Standing at your pool with a test strip in one hand and a phone in the other, trying to remember whether your pH should be above or below 7.4, is one of those small frustrations almost every pool owner knows well. A clear pool chemical levels chart solves that problem instantly, but most charts you’ll find online are generic, written for an average climate, and don’t account for the fact that San Antonio’s heat, sun, and hard water shift the practical targets in ways worth understanding.
This guide gives you the quick numbers to glance at on test day, plus the local context that explains why a few of those numbers deserve extra attention here specifically.

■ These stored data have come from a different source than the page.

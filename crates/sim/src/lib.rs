#![deny(unsafe_code)]
//! Run orchestration for the toroidal Game of Life.
//!
//! [`Simulation`] owns one run: its configuration, the
//! [`GenerationEngine`], a [`Renderer`] and the run status. It decides when
//! the engine steps and when a run ends, which the engine never does itself.
//! [`driver::drive`] steps it on a fixed period.
//!
//! This crate also converts grids to RGBA pixels and, with the default `png`
//! feature, writes PNG snapshots.

pub mod driver;
pub mod pixel;
pub mod render;

#[cfg(feature = "png")]
pub mod snapshot;

use std::fmt;

use life_core::config::SimConfig;
use life_core::error::LifeError;
use life_core::grid::Grid;
use life_engine::{GenerationEngine, StepResult};
use serde::Serialize;

pub use render::{FrameBuffer, NullRenderer, Renderer};

/// Where a run stands, as shown to the user.
#[derive(Debug, Clone, Copy, PartialEq, Eq, Serialize)]
#[serde(rename_all = "snake_case")]
pub enum RunStatus {
    /// No run has been started.
    Idle,
    /// Generations are advancing.
    Running,
    /// The run was stopped by the user or hit its generation cap.
    Stopped,
    /// The run ended because every cell died.
    AllDead,
    /// The run ended because a generation repeated its predecessor.
    Stable,
}

impl RunStatus {
    pub fn is_running(self) -> bool {
        self == RunStatus::Running
    }
}

impl fmt::Display for RunStatus {
    fn fmt(&self, f: &mut fmt::Formatter<'_>) -> fmt::Result {
        let text = match self {
            RunStatus::Idle => "idle",
            RunStatus::Running => "simulation started",
            RunStatus::Stopped => "simulation over",
            RunStatus::AllDead => "all cells are dead",
            RunStatus::Stable => "evolution has stopped",
        };
        f.write_str(text)
    }
}

/// Final counters of a run, captured by [`Simulation::stop`].
#[derive(Debug, Clone, Copy, PartialEq, Eq, Serialize)]
pub struct RunSummary {
    pub generation: u64,
    pub deaths: u64,
    pub status: RunStatus,
}

/// One simulation run: configuration, engine, renderer and status.
pub struct Simulation<R: Renderer> {
    config: SimConfig,
    engine: GenerationEngine,
    renderer: R,
    status: RunStatus,
}

impl<R: Renderer> Simulation<R> {
    /// Creates an idle simulation. The configuration is normalized.
    pub fn new(config: SimConfig, renderer: R) -> Self {
        Self {
            config: config.normalized(),
            engine: GenerationEngine::new(),
            renderer,
            status: RunStatus::Idle,
        }
    }

    /// Starts a run from a random generation 0 drawn from the configuration.
    ///
    /// Returns `LifeError::AlreadyRunning` if a run is in progress.
    pub fn start(&mut self) -> Result<(), LifeError> {
        self.ensure_not_running()?;
        self.clear_board();
        let side = self.config.grid_size;
        self.renderer.prepare(side);
        let grid = self
            .engine
            .initialize(side, self.config.density, self.config.seed)?;
        paint_alive(&mut self.renderer, grid);
        self.begin();
        Ok(())
    }

    /// Starts a run whose generation 0 is `grid`.
    ///
    /// The grid's own side is used as-is.
    pub fn start_from(&mut self, grid: Grid) -> Result<(), LifeError> {
        self.ensure_not_running()?;
        self.clear_board();
        self.renderer.prepare(grid.side());
        paint_alive(&mut self.renderer, &grid);
        self.engine.load(grid);
        self.begin();
        Ok(())
    }

    fn ensure_not_running(&self) -> Result<(), LifeError> {
        if self.status.is_running() {
            return Err(LifeError::AlreadyRunning);
        }
        Ok(())
    }

    fn begin(&mut self) {
        self.status = RunStatus::Running;
        if let Some(grid) = self.engine.grid() {
            log::info!(
                "simulation started: {0}x{0} grid, {1} living cells",
                grid.side(),
                grid.population()
            );
        }
    }

    /// Advances one generation and relays the changed cells to the renderer.
    ///
    /// Returns `None` without stepping when no run is in progress. A result
    /// with `all_dead` (checked first) or `stable` ends the run; so does
    /// reaching `max_generations`.
    pub fn tick(&mut self) -> Option<StepResult> {
        if !self.status.is_running() {
            return None;
        }

        let result = self.engine.step();
        for d in &result.deltas {
            self.renderer.paint(d.row, d.col, d.alive);
        }

        if result.all_dead {
            self.finish(RunStatus::AllDead);
        } else if result.stable {
            self.finish(RunStatus::Stable);
        } else if self
            .config
            .max_generations
            .is_some_and(|cap| result.generation >= cap)
        {
            log::info!("generation cap {} reached", result.generation);
            self.finish(RunStatus::Stopped);
        }
        Some(result)
    }

    fn finish(&mut self, status: RunStatus) {
        log::info!(
            "{status} at generation {} ({} deaths)",
            self.engine.generation(),
            self.engine.deaths()
        );
        self.status = status;
    }

    /// Ends a running run without clearing the board, so the final grid
    /// stays readable until [`stop`](Self::stop).
    pub fn halt(&mut self) {
        if self.status.is_running() {
            self.finish(RunStatus::Stopped);
        }
    }

    /// Ends the run, clears the painted board and resets the engine.
    ///
    /// A running simulation ends as `Stopped`; an auto-terminated one keeps
    /// its `AllDead`/`Stable` status.
    pub fn stop(&mut self) -> RunSummary {
        self.halt();
        let summary = RunSummary {
            generation: self.engine.generation(),
            deaths: self.engine.deaths(),
            status: self.status,
        };
        self.clear_board();
        self.engine.reset();
        summary
    }

    /// Start/stop trigger: starts when no run is in progress, stops otherwise.
    pub fn toggle(&mut self) -> Result<Option<RunSummary>, LifeError> {
        if self.status.is_running() {
            Ok(Some(self.stop()))
        } else {
            self.start().map(|()| None)
        }
    }

    /// Paints every living cell of the current grid as dead.
    fn clear_board(&mut self) {
        if let Some(grid) = self.engine.grid() {
            for (row, col) in grid.alive_cells() {
                self.renderer.paint(row, col, false);
            }
        }
    }

    pub fn status(&self) -> RunStatus {
        self.status
    }

    pub fn is_running(&self) -> bool {
        self.status.is_running()
    }

    /// Current generation number of the run.
    pub fn generation(&self) -> u64 {
        self.engine.generation()
    }

    /// Cumulative deaths of the run.
    pub fn deaths(&self) -> u64 {
        self.engine.deaths()
    }

    /// The current generation, until the run is stopped.
    pub fn grid(&self) -> Option<&Grid> {
        self.engine.grid()
    }

    pub fn config(&self) -> &SimConfig {
        &self.config
    }

    pub fn renderer(&self) -> &R {
        &self.renderer
    }
}

fn paint_alive<R: Renderer>(renderer: &mut R, grid: &Grid) {
    for (row, col) in grid.alive_cells() {
        renderer.paint(row, col, true);
    }
}
#![deny(unsafe_code)]
//! Core types for the toroidal Game of Life workspace.
//!
//! Provides the square toroidal `Grid`, run configuration (`SimConfig` and the
//! fixed constants), the `Xorshift64` PRNG used to seed generation 0, JSON
//! parameter helpers, and `LifeError`.

pub mod config;
pub mod error;
pub mod grid;
pub mod params;
pub mod prng;

pub use config::SimConfig;
pub use error::LifeError;
pub use grid::Grid;
pub use prng::Xorshift64;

pool chemical levels chart for San Antonio

The core numbers every San Antonio pool owner should know

Your at a glance pool chemistry ranges

Here’s the baseline pool chemistry ranges chart, reflecting the standards used across the pool industry and confirmed by the Pool & Hot Tub Alliance’s official water balance guidelines:

  • Free Chlorine: 1–3 ppm (target the higher end during heavy summer use)
  • pH: 7.2–7.6 (lean toward 7.2–7.4 in San Antonio’s hard water)
  • Total Alkalinity: 80–120 ppm
  • Calcium Hardness: 200–400 ppm for concrete/plaster pools; 175–225 ppm for vinyl or fiberglass
  • Cyanuric Acid (CYA): 30–50 ppm for chlorine pools; up to 70–80 ppm acceptable for saltwater pools

Keep this list somewhere easy to grab, taped inside a pool storage bin, saved as a phone photo, whatever sticks. The goal of a pool chemical levels chart isn’t to memorize anything; it’s to remove the guesswork on test day so you’re adjusting with confidence instead of second-guessing every reading.

Why these numbers matter more and shift slightly in San Antonio

Each of these five parameters interacts with the others, which is exactly why following the order matters. According to Swim University’s pool chemistry guide, “high pH can lead to high calcium hardness,” which is precisely why pH and alkalinity get corrected first, before touching calcium hardness, adjusting calcium before pH is settled means you’re often chasing a moving target.

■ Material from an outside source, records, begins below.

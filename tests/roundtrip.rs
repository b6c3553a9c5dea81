//! Integration test: codec fidelity on realistic WordprocessingML

use linch_docx_template::document::ParagraphFacet;
use linch_docx_template::template::render_items;
use linch_docx_template::{decode_document, encode_document, Item, ItemKind, RenderOptions};
use pretty_assertions::assert_eq;
use serde_json::json;

const DOCUMENT: &str = concat!(
    "<?xml version=\"1.0\" encoding=\"UTF-8\" standalone=\"yes\"?>\r\n",
    r#"<w:document xmlns:mc="http://schemas.openxmlformats.org/markup-compatibility/2006" "#,
    r#"xmlns:r="http://schemas.openxmlformats.org/officeDocument/2006/relationships" "#,
    r#"xmlns:w="http://schemas.openxmlformats.org/wordprocessingml/2006/main" "#,
    r#"xmlns:wp="http://schemas.openxmlformats.org/drawingml/2006/wordprocessingDrawing" "#,
    r#"xmlns:a="http://schemas.openxmlformats.org/drawingml/2006/main" "#,
    r#"xmlns:w14="http://schemas.microsoft.com/office/word/2010/wordml" mc:Ignorable="w14">"#,
    r#"<w:background w:color="FFFFFF"/>"#,
    "<w:body>\n",
    r#"  <w:p w14:paraId="1A2B3C4D" w14:textId="77777777" w:rsidR="00A1"><w:pPr><w:pStyle w:val="Title"/><w:spacing w:before="0" w:after="240" w:line="276" w:lineRule="auto"/><w:jc w:val="center"/><w:rPr><w:b/><w:sz w:val="32"/></w:rPr></w:pPr><w:bookmarkStart w:id="0" w:name="_GoBack"/><w:r w:rsidRPr="00B2"><w:rPr><w:rStyle w:val="Strong"/><w:color w:val="2F5496" w:themeColor="accent1"/></w:rPr><w:t>Report for {{FileName}}</w:t></w:r><w:bookmarkEnd w:id="0"/></w:p>"#,
    "\n",
    r#"  <w:p><w:r><w:t xml:space="preserve">Tom &amp; Jerry &lt;3 </w:t></w:r><w:proofErr w:type="spellStart"/><w:r><w:t>teh</w:t></w:r><w:proofErr w:type="spellEnd"/><w:hyperlink r:id="rId5" w:history="1"><w:r><w:rPr><w:rStyle w:val="Hyperlink"/></w:rPr><w:t>link</w:t></w:r></w:hyperlink></w:p>"#,
    "\n",
    "  <!-- layout table -->\n",
    r#"  <w:tbl><w:tblPr><w:tblStyle w:val="TableGrid"/><w:tblW w:w="0" w:type="auto"/></w:tblPr><w:tblGrid><w:gridCol w:w="4675"/><w:gridCol w:w="4675"/></w:tblGrid><w:tr w:rsidR="00C3"><w:trPr><w:cantSplit/></w:trPr><w:tc><w:tcPr><w:tcW w:w="4675" w:type="dxa"/></w:tcPr><w:p><w:r><w:t>{{Data.S1}}</w:t></w:r></w:p></w:tc><w:tc><w:tcPr><w:gridSpan w:val="1"/></w:tcPr><w:p/></w:tc></w:tr></w:tbl>"#,
    "\n",
    r#"  <w:p><w:r><w:drawing><wp:inline distT="0" distB="0"><wp:extent cx="952500" cy="476250"/><wp:docPr id="1" name="Picture 1" descr="logo &quot;small&quot;"/><a:graphic><a:graphicData uri="http://schemas.openxmlformats.org/drawingml/2006/picture"/></a:graphic></wp:inline></w:drawing></w:r></w:p>"#,
    "\n",
    r#"  <mc:AlternateContent><mc:Choice Requires="w14"><w:p><w:r><w:t>new</w:t></w:r></w:p></mc:Choice><mc:Fallback><w:p><w:r><w:t>old</w:t></w:r></w:p></mc:Fallback></mc:AlternateContent>"#,
    "\n",
    r#"  <w:sectPr w:rsidR="00A1"><w:pgSz w:w="12240" w:h="15840"/><w:pgMar w:top="1440" w:right="1440" w:bottom="1440" w:left="1440" w:header="720" w:footer="720" w:gutter="0"/></w:sectPr>"#,
    "\n</w:body>",
    "</w:document>\r\n"
);

fn init_logger() {
    let _ = env_logger::builder().is_test(true).try_init();
}

#[test]
fn test_realistic_document_roundtrips_byte_for_byte() {
    init_logger();

    let part = decode_document(DOCUMENT.as_bytes()).unwrap();
    let encoded = encode_document(&part).unwrap();
    assert_eq!(String::from_utf8(encoded).unwrap(), DOCUMENT);
}

#[test]
fn test_structure_of_decoded_items() {
    let part = decode_document(DOCUMENT.as_bytes()).unwrap();

    let kinds: Vec<_> = part
        .items
        .iter()
        .filter(|item| !item.is_whitespace())
        .map(|item| (item.kind(), item.tag().to_string()))
        .collect();
    assert_eq!(
        kinds,
        [
            (ItemKind::Paragraph, "p".to_string()),
            (ItemKind::Paragraph, "p".to_string()),
            (ItemKind::Raw, String::new()),
            (ItemKind::Table, "tbl".to_string()),
            (ItemKind::Paragraph, "p".to_string()),
            (ItemKind::Raw, "AlternateContent".to_string()),
            (ItemKind::Raw, "sectPr".to_string()),
        ]
    );
    assert_eq!(part.before.len(), 1);
    assert_eq!(part.before[0].tag(), "background");

    let title = part.items[1].as_paragraph().unwrap();
    let params = title.params.as_ref().unwrap();
    assert_eq!(title.style().as_deref(), Some("Title"));
    assert_eq!(params.justification().and_then(|jc| jc.value()).as_deref(), Some("center"));
    assert!(params.mark_run_params().unwrap().bold());
    assert_eq!(title.runs()[0].params.as_ref().unwrap().color().as_deref(), Some("2F5496"));

    let text = part.items[3].plain_text();
    assert_eq!(text, "Tom & Jerry <3 tehlink");
}

#[test]
fn test_drawing_facets() {
    let part = decode_document(DOCUMENT.as_bytes()).unwrap();
    let drawing_paragraph = part
        .items
        .iter()
        .filter(|item| item.kind() == ItemKind::Paragraph)
        .nth(2)
        .unwrap();
    let Item::Run(run) = &drawing_paragraph.children()[0] else {
        panic!("expected run");
    };
    let Item::Drawing(drawing) = &run.children[0] else {
        panic!("expected drawing");
    };
    assert_eq!(drawing.extent(), Some((952500, 476250)));
    assert_eq!(drawing.description().as_deref(), Some("logo \"small\""));
}

#[test]
fn test_clone_is_independent() {
    let part = decode_document(DOCUMENT.as_bytes()).unwrap();
    let original = part.items[1].clone();
    let mut copy = original.clone();

    let paragraph = copy.paragraphs_mut().pop().unwrap();
    paragraph.replace_text_ranges(&[(0..6, "Summary".to_string())]);
    paragraph.params_mut().set_justification("left");

    assert_eq!(copy.plain_text(), "Summary for {{FileName}}");
    assert_eq!(original.plain_text(), "Report for {{FileName}}");
    assert_eq!(original, part.items[1]);
}

#[test]
fn test_rendering_changes_only_substituted_text() {
    init_logger();

    let mut part = decode_document(DOCUMENT.as_bytes()).unwrap();
    let report = render_items(
        &mut part.items,
        &json!({"FileName": "Q3 & Q4", "Data": {"S1": 42}}),
        &RenderOptions::default(),
    )
    .unwrap();
    assert!(report.is_clean());

    let expected = DOCUMENT
        .replace("{{FileName}}", "Q3 &amp; Q4")
        .replace("{{Data.S1}}", "42");
    assert_eq!(String::from_utf8(encode_document(&part).unwrap()).unwrap(), expected);
}

#[test]
fn test_new_facet_is_inserted_in_schema_order() {
    let xml = r#"<w:document xmlns:w="urn:w"><w:body><w:p><w:pPr><w:pStyle w:val="Body"/><w:jc w:val="both"/></w:pPr></w:p></w:body></w:document>"#;
    let mut part = decode_document(xml.as_bytes()).unwrap();

    let Item::Paragraph(p) = &mut part.items[0] else {
        panic!("expected paragraph");
    };
    p.params_mut().set_bidi(true);
    let names: Vec<_> = p
        .params
        .as_ref()
        .unwrap()
        .facets()
        .iter()
        .filter_map(ParagraphFacet::local_name)
        .collect();
    assert_eq!(names, ["pStyle", "bidi", "jc"]);
}

const HAND_EDITED: &str = concat!(
    "<?xml version='1.0' encoding='UTF-8'?>\n",
    "<w:document xmlns:w=\"http://schemas.openxmlformats.org/wordprocessingml/2006/main\"\n",
    "    xmlns:r='http://schemas.openxmlformats.org/officeDocument/2006/relationships'>",
    "<w:body >",
    "<w:p\n    w:rsidR=\"00A1\"  w:rsidRDefault='00A1' >",
    "<w:r><w:t xml:space='preserve'>{{Name}} </w:t></w:r>",
    "<w:r><w:t>a<!--note-->b<![CDATA[<c>]]></w:t></w:r>",
    "</w:p>",
    "<w:p w:x='say \"hi\"'/>",
    "</w:body></w:document>"
);

#[test]
fn test_hand_edited_markup_roundtrips_byte_for_byte() {
    let part = decode_document(HAND_EDITED.as_bytes()).unwrap();
    assert_eq!(part.items[0].plain_text(), "{{Name}} ab<c>");
    assert_eq!(String::from_utf8(encode_document(&part).unwrap()).unwrap(), HAND_EDITED);
}

#[test]
fn test_hand_edited_markup_changes_only_where_edited() {
    let mut part = decode_document(HAND_EDITED.as_bytes()).unwrap();
    render_items(&mut part.items, &json!({"Name": "x"}), &RenderOptions::default()).unwrap();
    let Item::Paragraph(quoted) = &mut part.items[1] else {
        panic!("expected paragraph");
    };
    quoted.tag.set_attr("w:y", "1");

    let expected = HAND_EDITED
        .replace("{{Name}}", "x")
        .replace("<w:p w:x='say \"hi\"'/>", "<w:p w:x='say \"hi\"' w:y=\"1\"/>");
    assert_eq!(String::from_utf8(encode_document(&part).unwrap()).unwrap(), expected);
}
//! Whole-part codec: document, header and footer XML to item trees and back
//!
//! A part is split into an envelope (BOM, prolog, root tag, anything around
//! the body, epilog) and the item sequence the template renderer works on.
//! Both halves are kept in source form, so a part decoded and encoded
//! without edits comes back byte for byte.

use crate::document::{decode_container, encode_container, Item};
use crate::error::{DecodeError, EncodeError};
use crate::xml::{lossy, next_child, Child, RawXmlNode, XmlTag};
use quick_xml::events::Event;
use quick_xml::{Reader, Writer};
use std::io::Write;

const BOM: &[u8] = b"\xEF\xBB\xBF";

/// A decoded XML part
#[derive(Clone, Debug, PartialEq)]
pub struct DocumentPart {
    bom: bool,
    /// Declaration, comments and whitespace before the root element
    pub prolog: Vec<RawXmlNode>,
    /// Root element start tag (`w:document`, `w:hdr`, `w:ftr`, ...)
    pub root: XmlTag,
    /// Root children preceding the body (e.g. `w:background`)
    pub before: Vec<Item>,
    /// Body start tag; `None` for parts whose items sit directly under the root
    pub body: Option<XmlTag>,
    /// Top-level items
    pub items: Vec<Item>,
    /// Root children following the body
    pub after: Vec<Item>,
    /// Whitespace and comments after the root element
    pub epilog: Vec<RawXmlNode>,
}

impl DocumentPart {
    /// Local name of the root element
    pub fn root_name(&self) -> &str {
        self.root.local_name()
    }

    /// Plain text of all items, one line per top-level paragraph or table
    pub fn plain_text(&self) -> String {
        self.items
            .iter()
            .filter(|item| !matches!(item, Item::Raw(_)))
            .map(Item::plain_text)
            .collect::<Vec<_>>()
            .join("\n")
    }
}

/// Decode a document, header or footer part.
///
/// `w:document` must contain a `w:body`; any other root is treated as a
/// story container whose children are the items.
pub fn decode_document(bytes: &[u8]) -> Result<DocumentPart, DecodeError> {
    if bytes.is_empty() {
        return Err(DecodeError::MissingSource);
    }
    let bom = bytes.starts_with(BOM);
    let xml = if bom { &bytes[BOM.len()..] } else { bytes };

    let mut reader = Reader::from_reader(xml);
    // end tags are matched by the item decoders
    reader.config_mut().check_end_names = false;
    let mut buf = Vec::new();

    let mut prolog = Vec::new();
    let root = loop {
        buf.clear();
        match reader.read_event_into(&mut buf)? {
            Event::Start(e) => break XmlTag::from_start(&e, false)?,
            Event::Empty(e) => break XmlTag::from_start(&e, true)?,
            Event::Eof => return Err(DecodeError::UnexpectedEof("document".to_string())),
            Event::End(e) => {
                return Err(DecodeError::MalformedElement(format!(
                    "end tag </{}> before the root element",
                    String::from_utf8_lossy(e.name().as_ref())
                )))
            }
            other => prolog.push(prolog_node(other)?),
        }
    };

    let mut before = Vec::new();
    let mut body = None;
    let mut items = Vec::new();
    let mut after = Vec::new();

    if root.local_name() == "document" {
        if !root.self_closing {
            while let Some(child) = next_child(&mut reader, &mut buf, &root.name)? {
                match child {
                    Child::Element(tag) if body.is_none() && tag.local_name() == "body" => {
                        items = decode_container(&mut reader, &tag, None)?.0;
                        body = Some(tag);
                    }
                    Child::Element(tag) => {
                        let item = Item::decode(&mut reader, tag)?;
                        let around = if body.is_none() { &mut before } else { &mut after };
                        around.push(item);
                    }
                    Child::Node(node) => {
                        let around = if body.is_none() { &mut before } else { &mut after };
                        around.push(Item::Raw(node));
                    }
                }
            }
        }
        if body.is_none() {
            return Err(DecodeError::MalformedElement(format!("<{}> has no body", root.name)));
        }
    } else {
        items = decode_container(&mut reader, &root, None)?.0;
    }

    let mut epilog = Vec::new();
    loop {
        buf.clear();
        match reader.read_event_into(&mut buf)? {
            Event::Eof => break,
            Event::Start(e) | Event::Empty(e) => {
                return Err(DecodeError::MalformedElement(format!(
                    "element <{}> after the root element",
                    String::from_utf8_lossy(e.name().as_ref())
                )))
            }
            Event::End(e) => {
                return Err(DecodeError::MalformedElement(format!(
                    "unmatched end tag </{}>",
                    String::from_utf8_lossy(e.name().as_ref())
                )))
            }
            other => epilog.push(prolog_node(other)?),
        }
    }

    log::debug!(
        "decoded <{}>: {} items, {} bytes",
        root.name,
        items.len(),
        bytes.len()
    );

    Ok(DocumentPart {
        bom,
        prolog,
        root,
        before,
        body,
        items,
        after,
        epilog,
    })
}

/// Non-element content outside the root element
fn prolog_node(event: Event<'_>) -> Result<RawXmlNode, DecodeError> {
    let node = match event {
        Event::Text(t) => RawXmlNode::Text(lossy(&t)),
        Event::CData(c) => RawXmlNode::CData(lossy(&c)),
        Event::Comment(c) => RawXmlNode::Comment(lossy(&c)),
        Event::PI(p) => RawXmlNode::Instruction(lossy(&p)),
        Event::Decl(d) => RawXmlNode::Declaration(lossy(&d)),
        Event::DocType(d) => RawXmlNode::DocType(lossy(&d)),
        Event::Start(_) | Event::Empty(_) | Event::End(_) | Event::Eof => {
            return Err(DecodeError::MalformedElement("unexpected markup outside the root".into()))
        }
    };
    Ok(node)
}

/// Encode a part to bytes
pub fn encode_document(part: &DocumentPart) -> Result<Vec<u8>, EncodeError> {
    let mut out = Vec::new();
    encode_document_to(part, &mut out)?;
    log::debug!("encoded <{}>: {} bytes", part.root.name, out.len());
    Ok(out)
}

/// Encode a part into any writer
pub fn encode_document_to<W: Write>(part: &DocumentPart, out: W) -> Result<(), EncodeError> {
    let mut writer = Writer::new(out);
    if part.bom {
        writer.get_mut().write_all(BOM)?;
    }
    for node in &part.prolog {
        node.write_to(&mut writer)?;
    }

    match &part.body {
        Some(body) => {
            part.root.write_start(&mut writer, false)?;
            for item in &part.before {
                item.encode(&mut writer)?;
            }
            encode_container(&mut writer, body, &part.items, None)?;
            for item in &part.after {
                item.encode(&mut writer)?;
            }
            part.root.write_end(&mut writer)?;
        }
        None => encode_container(&mut writer, &part.root, &part.items, None)?,
    }

    for node in &part.epilog {
        node.write_to(&mut writer)?;
    }
    writer.get_mut().flush()?;
    Ok(())
}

In San Antonio specifically, two of these numbers deserve more attention than a generic chart suggests. Calcium hardness tends to run high by default here because the local water supply is naturally mineral rich, many San Antonio pools sit above 300 ppm without anyone adding a single calcium increaser. That means the practical task for most local pool owners isn’t raising calcium hardness, it’s managing it so it doesn’t climb past 400 ppm and start depositing scale on tile and equipment.

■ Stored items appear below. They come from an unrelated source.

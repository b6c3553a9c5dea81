//! Drawing element (w:drawing)
//!
//! The DrawingML subtree is opaque to the model and kept verbatim. Only a
//! few read-only accessors look into it.

use crate::error::{DecodeError, EncodeError};
use crate::xml::{RawXmlElement, XmlTag};
use quick_xml::{Reader, Writer};
use std::io::{BufRead, Write};

/// Inline or anchored drawing inside a run
#[derive(Clone, Debug, PartialEq, Eq)]
pub struct Drawing {
    pub element: RawXmlElement,
}

impl Drawing {
    pub const TAG: &'static str = "drawing";

    pub fn decode<R: BufRead>(reader: &mut Reader<R>, tag: XmlTag) -> Result<Self, DecodeError> {
        Ok(Self {
            element: RawXmlElement::decode(reader, tag)?,
        })
    }

    pub fn encode<W: Write>(&self, writer: &mut Writer<W>) -> Result<(), EncodeError> {
        self.element.write_to(writer)
    }

    /// Size in EMUs from `wp:extent` (cx, cy)
    pub fn extent(&self) -> Option<(i64, i64)> {
        let extent = self.element.find_descendant("extent")?;
        let cx = extent.attr("cx")?.parse().ok()?;
        let cy = extent.attr("cy")?.parse().ok()?;
        Some((cx, cy))
    }

    /// Alternative text (`wp:docPr/@descr`)
    pub fn description(&self) -> Option<String> {
        self.element.find_descendant("docPr")?.attr("descr")
    }

    /// Relationship id of the embedded picture (`a:blip/@r:embed`)
    pub fn embed_id(&self) -> Option<String> {
        self.element.find_descendant("blip")?.attr("embed")
    }
}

Cyanuric acid is the other number that behaves differently here. San Antonio’s intense, near-constant summer UV exposure burns through unprotected chlorine fast, which makes hitting that 30–50 ppm CYA range less optional than in milder climates. Skip this step and you’ll find yourself adding chlorine that disappears within hours, wondering why your ideal pool chemical levels never seem to hold.

pool chemical levels chart San Antonio

How to use this chart correctly and when the numbers don’t add up

Testing in the right order

A pool chemical chart is only useful if you test and adjust in the correct sequence, otherwise you end up correcting one number only to watch it drift again because something upstream wasn’t settled first. The standard order: total alkalinity first, then pH, then calcium hardness, then chlorine, with CYA checked periodically rather than every single test (it doesn’t fluctuate as quickly as the others).

According to Swim University’s chemical dosing guide, for a standard 10,000-gallon pool, raising alkalinity by 10 ppm takes roughly 1.5 pounds of alkalinity increaser, while raising pH by 0.2 typically requires 6 to 8 ounces of soda ash. Knowing these rough dosing benchmarks means you’re not guessing at quantities every time you open a chemical container, you’re working from a number that gets you close on the first try.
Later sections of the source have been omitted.